Work instruction ▸ Begin at the line containing "(Self::Instant(a), Self::Instant(b)) =>" in the data below and go on through the line containing "(Self::Url(a), Self::Url(b)) =>", repeating each line exactly; include both ends and no other line.

Stored data ▸
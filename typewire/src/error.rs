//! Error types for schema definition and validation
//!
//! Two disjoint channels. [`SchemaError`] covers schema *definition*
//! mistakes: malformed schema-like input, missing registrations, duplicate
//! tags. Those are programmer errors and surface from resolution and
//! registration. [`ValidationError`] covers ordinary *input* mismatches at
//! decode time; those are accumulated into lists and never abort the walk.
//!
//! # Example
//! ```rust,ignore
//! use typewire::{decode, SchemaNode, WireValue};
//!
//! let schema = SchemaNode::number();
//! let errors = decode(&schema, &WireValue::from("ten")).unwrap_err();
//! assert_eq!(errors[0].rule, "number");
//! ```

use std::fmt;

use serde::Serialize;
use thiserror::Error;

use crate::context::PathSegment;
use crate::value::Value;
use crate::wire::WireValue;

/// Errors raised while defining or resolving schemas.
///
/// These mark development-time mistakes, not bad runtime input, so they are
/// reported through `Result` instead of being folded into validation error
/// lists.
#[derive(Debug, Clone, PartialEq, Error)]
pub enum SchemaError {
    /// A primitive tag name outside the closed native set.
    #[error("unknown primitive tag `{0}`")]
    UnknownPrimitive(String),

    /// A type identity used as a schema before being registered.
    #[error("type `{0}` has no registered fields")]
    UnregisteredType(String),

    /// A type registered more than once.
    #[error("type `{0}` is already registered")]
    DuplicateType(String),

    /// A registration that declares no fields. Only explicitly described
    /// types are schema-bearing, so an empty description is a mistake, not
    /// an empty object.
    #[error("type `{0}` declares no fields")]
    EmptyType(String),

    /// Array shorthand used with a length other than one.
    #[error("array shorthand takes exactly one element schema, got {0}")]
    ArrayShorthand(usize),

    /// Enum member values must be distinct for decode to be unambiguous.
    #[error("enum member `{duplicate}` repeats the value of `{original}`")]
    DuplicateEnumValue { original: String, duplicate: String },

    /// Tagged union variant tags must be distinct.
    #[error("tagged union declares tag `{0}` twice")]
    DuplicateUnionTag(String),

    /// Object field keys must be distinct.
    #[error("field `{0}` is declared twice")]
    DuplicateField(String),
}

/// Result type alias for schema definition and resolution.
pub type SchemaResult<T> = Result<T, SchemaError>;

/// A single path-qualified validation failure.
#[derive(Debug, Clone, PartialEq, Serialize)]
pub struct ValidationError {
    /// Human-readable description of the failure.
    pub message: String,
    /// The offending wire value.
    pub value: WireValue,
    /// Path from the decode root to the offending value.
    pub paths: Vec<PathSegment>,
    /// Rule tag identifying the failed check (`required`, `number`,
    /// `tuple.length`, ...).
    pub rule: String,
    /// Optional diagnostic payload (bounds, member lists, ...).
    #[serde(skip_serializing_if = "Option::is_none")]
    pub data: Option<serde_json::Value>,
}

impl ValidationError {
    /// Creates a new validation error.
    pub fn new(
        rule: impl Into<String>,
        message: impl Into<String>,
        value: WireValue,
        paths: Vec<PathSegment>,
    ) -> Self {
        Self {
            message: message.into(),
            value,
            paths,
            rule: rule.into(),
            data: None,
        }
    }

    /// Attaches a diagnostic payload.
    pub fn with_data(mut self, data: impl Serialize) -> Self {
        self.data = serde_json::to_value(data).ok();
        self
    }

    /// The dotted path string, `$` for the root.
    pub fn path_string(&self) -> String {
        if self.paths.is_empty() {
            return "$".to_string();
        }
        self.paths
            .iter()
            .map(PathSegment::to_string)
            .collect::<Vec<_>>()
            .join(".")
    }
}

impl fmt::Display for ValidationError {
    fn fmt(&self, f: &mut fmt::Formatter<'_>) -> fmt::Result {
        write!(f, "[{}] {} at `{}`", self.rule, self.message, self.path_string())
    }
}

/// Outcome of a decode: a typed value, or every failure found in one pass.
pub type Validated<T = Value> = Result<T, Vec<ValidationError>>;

---

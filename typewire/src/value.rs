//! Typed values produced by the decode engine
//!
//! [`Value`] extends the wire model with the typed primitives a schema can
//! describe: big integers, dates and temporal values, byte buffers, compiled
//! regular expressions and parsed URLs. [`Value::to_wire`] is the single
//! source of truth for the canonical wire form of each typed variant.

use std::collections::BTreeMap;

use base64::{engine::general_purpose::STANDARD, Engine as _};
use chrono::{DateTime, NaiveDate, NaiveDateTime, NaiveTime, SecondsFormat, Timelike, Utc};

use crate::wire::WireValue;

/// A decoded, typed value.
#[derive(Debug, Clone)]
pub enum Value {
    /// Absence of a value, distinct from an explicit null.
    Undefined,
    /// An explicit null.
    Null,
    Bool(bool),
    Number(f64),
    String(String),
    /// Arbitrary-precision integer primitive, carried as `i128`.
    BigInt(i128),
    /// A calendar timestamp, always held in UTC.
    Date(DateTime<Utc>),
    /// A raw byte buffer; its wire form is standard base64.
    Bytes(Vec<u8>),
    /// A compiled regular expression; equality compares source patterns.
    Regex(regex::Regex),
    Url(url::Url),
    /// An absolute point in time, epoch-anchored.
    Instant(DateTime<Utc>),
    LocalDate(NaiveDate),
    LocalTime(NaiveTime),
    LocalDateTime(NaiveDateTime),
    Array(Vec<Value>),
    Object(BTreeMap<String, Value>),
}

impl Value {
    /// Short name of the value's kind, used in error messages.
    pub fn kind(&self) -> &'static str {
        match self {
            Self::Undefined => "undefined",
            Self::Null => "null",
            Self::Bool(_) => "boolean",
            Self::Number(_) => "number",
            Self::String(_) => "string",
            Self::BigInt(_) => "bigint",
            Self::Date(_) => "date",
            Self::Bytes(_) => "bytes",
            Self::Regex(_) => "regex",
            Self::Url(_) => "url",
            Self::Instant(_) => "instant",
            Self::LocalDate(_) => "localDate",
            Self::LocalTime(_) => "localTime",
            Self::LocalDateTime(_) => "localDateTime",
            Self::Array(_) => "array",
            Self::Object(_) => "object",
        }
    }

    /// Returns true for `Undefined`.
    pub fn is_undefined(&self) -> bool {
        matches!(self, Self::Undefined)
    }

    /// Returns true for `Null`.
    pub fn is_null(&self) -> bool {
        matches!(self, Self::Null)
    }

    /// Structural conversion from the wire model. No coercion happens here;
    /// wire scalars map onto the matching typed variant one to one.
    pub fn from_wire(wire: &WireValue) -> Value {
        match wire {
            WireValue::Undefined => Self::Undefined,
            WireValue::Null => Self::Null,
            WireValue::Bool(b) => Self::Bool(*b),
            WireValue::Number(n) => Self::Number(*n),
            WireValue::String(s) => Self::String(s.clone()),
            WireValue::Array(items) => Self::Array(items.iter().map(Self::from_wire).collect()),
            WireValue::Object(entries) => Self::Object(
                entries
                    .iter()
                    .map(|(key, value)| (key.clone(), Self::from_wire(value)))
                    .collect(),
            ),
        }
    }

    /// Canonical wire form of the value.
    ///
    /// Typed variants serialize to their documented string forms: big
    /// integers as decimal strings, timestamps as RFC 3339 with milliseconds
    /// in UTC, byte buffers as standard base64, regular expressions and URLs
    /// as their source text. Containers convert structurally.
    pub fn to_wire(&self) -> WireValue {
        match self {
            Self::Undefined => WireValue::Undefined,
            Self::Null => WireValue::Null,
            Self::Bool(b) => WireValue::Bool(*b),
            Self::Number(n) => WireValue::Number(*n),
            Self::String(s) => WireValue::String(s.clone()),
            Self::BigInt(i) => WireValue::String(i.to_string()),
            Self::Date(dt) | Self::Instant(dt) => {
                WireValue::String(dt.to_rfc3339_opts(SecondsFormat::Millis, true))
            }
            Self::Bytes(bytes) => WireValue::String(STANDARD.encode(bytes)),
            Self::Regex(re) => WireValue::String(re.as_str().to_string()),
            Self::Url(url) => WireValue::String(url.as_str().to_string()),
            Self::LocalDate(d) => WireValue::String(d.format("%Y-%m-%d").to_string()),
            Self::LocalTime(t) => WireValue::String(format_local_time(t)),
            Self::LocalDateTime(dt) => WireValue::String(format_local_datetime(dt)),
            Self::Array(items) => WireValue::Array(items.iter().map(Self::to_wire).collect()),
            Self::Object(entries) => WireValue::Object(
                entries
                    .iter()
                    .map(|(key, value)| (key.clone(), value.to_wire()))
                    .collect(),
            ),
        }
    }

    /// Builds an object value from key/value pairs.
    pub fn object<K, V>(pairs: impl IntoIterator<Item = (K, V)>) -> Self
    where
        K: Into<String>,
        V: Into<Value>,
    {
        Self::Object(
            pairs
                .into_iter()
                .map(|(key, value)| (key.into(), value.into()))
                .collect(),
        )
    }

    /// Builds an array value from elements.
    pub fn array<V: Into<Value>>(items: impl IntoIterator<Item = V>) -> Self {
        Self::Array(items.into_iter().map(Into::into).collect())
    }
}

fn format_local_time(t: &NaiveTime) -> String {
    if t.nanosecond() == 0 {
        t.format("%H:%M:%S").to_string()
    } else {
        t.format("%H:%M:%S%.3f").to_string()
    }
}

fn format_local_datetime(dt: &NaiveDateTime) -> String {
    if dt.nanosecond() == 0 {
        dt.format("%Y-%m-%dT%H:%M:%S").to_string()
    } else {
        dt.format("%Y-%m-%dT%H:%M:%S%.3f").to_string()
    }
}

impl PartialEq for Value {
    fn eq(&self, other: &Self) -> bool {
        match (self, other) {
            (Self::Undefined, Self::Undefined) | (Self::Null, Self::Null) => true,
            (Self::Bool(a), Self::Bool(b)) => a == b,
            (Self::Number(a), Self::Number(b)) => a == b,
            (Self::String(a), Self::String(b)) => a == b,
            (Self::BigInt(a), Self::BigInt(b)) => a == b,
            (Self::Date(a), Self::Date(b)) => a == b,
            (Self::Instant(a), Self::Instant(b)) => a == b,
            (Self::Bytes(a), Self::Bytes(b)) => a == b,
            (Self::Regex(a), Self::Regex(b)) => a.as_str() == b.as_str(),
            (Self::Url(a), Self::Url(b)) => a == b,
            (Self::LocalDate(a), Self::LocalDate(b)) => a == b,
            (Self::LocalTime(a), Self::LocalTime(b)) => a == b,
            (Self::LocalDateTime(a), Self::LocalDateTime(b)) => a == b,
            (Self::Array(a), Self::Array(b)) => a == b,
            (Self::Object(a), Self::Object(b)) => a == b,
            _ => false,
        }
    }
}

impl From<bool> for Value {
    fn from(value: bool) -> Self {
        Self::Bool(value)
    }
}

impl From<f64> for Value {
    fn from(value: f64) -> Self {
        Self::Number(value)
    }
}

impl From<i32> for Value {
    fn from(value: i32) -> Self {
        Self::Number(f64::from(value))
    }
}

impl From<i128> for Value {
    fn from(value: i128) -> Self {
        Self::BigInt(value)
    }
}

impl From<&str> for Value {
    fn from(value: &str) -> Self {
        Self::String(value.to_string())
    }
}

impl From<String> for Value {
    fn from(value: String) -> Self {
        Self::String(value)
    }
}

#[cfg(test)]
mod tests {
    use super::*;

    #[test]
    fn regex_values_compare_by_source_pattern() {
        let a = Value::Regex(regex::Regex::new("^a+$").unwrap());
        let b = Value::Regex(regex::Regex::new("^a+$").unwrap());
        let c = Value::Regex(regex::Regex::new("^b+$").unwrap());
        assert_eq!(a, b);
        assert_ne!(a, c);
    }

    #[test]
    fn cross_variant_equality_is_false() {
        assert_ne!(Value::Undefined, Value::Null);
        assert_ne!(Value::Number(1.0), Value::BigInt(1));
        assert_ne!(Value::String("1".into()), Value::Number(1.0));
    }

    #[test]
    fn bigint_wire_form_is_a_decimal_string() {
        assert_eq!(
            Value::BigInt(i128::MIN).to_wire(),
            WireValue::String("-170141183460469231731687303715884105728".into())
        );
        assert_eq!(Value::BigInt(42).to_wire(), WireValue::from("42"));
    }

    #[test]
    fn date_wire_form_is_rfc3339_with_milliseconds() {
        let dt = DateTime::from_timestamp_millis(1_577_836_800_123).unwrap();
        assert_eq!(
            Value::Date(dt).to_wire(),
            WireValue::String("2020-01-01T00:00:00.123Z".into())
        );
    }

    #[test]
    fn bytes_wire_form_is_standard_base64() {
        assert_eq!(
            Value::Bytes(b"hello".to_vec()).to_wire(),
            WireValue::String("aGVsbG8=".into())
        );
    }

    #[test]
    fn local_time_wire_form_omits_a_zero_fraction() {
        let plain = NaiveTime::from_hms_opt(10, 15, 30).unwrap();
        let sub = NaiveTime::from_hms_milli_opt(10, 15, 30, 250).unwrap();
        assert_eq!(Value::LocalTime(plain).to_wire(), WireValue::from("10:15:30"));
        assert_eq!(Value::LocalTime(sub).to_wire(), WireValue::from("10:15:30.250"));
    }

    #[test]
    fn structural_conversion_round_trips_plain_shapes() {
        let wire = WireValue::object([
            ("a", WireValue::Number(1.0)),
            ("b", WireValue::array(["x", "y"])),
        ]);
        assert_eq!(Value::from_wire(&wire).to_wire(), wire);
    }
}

...

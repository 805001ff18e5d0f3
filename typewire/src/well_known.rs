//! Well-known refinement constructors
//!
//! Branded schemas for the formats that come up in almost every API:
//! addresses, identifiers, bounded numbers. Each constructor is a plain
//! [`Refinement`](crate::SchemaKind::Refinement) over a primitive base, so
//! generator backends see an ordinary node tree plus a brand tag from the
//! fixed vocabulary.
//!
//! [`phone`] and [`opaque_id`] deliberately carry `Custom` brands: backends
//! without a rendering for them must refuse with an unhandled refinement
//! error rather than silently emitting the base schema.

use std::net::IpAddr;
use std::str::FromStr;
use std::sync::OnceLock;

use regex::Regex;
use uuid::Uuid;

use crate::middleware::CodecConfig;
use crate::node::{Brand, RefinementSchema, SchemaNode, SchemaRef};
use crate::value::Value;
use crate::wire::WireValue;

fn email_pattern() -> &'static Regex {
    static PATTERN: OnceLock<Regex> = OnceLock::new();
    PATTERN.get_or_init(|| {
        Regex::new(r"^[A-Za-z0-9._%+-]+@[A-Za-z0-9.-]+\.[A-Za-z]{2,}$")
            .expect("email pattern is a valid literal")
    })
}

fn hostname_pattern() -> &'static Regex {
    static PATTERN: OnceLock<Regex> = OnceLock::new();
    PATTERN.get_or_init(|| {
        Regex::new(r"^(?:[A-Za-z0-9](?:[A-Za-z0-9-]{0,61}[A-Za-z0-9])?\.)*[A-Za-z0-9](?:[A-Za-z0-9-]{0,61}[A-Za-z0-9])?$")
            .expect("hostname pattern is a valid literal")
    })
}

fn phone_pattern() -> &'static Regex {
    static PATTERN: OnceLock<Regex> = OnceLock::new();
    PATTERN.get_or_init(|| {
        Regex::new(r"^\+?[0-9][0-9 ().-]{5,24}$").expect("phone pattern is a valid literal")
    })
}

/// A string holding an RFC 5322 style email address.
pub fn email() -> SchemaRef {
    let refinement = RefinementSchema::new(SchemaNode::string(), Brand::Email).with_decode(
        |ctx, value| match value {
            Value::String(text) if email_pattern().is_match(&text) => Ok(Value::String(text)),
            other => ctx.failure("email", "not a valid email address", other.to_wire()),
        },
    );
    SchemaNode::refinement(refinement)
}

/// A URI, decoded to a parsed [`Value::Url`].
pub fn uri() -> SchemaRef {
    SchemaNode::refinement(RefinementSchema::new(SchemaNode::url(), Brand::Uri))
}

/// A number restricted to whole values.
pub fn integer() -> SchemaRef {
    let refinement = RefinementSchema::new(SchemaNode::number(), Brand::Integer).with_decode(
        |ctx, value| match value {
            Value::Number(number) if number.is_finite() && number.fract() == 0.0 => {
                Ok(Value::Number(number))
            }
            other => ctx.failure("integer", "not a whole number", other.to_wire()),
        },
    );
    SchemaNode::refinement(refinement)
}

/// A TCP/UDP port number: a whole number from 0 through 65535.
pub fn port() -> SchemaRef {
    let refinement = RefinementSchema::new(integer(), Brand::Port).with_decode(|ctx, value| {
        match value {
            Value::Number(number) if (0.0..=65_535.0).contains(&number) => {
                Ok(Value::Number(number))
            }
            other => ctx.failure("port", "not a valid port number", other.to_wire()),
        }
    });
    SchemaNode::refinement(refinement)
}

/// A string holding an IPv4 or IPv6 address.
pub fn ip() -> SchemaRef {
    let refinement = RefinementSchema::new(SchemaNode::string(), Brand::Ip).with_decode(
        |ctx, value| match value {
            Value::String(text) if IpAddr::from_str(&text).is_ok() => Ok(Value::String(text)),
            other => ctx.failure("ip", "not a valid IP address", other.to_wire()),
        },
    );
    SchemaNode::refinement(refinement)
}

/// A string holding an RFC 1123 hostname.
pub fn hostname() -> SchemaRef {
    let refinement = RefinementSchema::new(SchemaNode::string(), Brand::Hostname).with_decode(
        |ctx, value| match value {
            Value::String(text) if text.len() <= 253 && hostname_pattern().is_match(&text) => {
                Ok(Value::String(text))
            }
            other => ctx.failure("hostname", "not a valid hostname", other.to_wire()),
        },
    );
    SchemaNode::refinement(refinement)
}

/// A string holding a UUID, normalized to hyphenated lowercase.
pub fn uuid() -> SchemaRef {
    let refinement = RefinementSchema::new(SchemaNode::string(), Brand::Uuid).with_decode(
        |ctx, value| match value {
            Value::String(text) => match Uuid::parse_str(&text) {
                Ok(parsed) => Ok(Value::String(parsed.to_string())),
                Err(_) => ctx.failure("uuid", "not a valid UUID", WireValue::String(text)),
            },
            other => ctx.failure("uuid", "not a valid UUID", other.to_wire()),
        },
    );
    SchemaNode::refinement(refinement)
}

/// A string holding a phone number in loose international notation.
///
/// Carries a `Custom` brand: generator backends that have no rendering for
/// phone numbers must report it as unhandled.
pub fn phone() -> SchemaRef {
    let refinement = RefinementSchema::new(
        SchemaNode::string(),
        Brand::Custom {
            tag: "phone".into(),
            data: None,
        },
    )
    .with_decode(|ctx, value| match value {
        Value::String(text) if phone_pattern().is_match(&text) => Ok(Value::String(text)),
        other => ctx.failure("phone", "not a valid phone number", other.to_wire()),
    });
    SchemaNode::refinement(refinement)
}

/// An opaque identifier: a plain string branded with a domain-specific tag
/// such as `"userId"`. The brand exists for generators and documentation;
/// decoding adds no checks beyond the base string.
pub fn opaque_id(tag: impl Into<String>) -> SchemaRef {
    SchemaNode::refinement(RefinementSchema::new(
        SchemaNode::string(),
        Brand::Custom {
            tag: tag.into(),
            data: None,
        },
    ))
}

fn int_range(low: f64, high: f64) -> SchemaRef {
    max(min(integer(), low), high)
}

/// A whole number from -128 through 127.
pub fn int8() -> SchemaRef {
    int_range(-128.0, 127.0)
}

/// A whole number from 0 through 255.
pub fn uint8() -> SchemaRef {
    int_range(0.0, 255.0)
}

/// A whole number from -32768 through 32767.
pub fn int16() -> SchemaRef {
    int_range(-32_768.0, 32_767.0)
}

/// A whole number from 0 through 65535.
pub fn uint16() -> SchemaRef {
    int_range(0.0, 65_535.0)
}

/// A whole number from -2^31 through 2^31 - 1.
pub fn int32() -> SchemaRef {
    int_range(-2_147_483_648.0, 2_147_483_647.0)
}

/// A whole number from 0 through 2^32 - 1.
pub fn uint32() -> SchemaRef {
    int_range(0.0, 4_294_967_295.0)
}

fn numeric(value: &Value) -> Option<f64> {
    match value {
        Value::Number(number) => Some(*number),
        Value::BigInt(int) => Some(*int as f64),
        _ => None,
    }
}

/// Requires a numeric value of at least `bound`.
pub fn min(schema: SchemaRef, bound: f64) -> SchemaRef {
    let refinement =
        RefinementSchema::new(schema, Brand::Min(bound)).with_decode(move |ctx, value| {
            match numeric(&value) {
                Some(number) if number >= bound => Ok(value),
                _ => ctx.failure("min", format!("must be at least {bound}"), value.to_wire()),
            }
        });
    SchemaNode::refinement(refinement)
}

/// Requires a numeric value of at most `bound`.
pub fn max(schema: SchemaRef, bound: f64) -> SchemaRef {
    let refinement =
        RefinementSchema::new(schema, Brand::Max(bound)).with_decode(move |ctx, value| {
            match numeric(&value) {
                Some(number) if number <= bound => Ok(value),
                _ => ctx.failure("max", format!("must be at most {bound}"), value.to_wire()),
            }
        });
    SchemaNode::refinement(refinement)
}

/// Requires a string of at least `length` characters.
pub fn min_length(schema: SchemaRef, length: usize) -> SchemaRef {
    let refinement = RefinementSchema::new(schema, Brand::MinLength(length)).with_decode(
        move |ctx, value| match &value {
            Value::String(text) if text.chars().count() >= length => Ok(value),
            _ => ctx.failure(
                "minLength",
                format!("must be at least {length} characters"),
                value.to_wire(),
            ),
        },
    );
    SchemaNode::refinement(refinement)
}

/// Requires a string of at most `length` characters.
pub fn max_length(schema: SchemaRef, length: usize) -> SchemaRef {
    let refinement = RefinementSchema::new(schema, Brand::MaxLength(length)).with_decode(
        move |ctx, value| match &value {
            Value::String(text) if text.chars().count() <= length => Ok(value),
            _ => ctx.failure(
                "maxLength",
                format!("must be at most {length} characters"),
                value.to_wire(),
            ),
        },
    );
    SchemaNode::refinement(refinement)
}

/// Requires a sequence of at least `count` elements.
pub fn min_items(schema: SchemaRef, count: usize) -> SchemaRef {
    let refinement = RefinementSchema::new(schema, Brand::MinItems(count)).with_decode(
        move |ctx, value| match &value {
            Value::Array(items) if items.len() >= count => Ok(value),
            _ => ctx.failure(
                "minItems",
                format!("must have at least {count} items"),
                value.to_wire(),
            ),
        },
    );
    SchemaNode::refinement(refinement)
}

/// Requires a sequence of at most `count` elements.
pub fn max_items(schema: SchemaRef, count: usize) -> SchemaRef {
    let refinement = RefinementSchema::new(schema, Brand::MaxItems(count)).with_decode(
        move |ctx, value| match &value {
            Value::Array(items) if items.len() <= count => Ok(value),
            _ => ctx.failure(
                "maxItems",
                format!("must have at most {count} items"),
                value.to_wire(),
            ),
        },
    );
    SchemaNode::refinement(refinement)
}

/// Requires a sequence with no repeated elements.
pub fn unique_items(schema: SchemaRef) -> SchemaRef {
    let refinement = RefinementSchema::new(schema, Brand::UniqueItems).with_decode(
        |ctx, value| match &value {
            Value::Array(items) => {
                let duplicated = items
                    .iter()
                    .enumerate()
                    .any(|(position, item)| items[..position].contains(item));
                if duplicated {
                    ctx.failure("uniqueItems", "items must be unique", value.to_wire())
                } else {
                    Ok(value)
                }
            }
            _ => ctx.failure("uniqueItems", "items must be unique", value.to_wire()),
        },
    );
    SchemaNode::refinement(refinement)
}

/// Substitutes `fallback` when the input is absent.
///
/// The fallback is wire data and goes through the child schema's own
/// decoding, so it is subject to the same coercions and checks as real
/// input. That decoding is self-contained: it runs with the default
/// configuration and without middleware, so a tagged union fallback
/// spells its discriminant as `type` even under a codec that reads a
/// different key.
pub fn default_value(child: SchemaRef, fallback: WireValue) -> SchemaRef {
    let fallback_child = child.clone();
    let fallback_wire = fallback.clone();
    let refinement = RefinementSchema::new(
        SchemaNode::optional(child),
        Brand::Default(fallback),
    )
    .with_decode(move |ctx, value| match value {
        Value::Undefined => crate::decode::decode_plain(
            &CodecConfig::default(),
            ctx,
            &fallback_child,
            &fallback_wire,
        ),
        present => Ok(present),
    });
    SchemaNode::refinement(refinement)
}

Response ▸
            (Self::Instant(a), Self::Instant(b)) => a == b,
            (Self::Bytes(a), Self::Bytes(b)) => a == b,
            (Self::Regex(a), Self::Regex(b)) => a.as_str() == b.as_str(),
            (Self::Url(a), Self::Url(b)) => a == b,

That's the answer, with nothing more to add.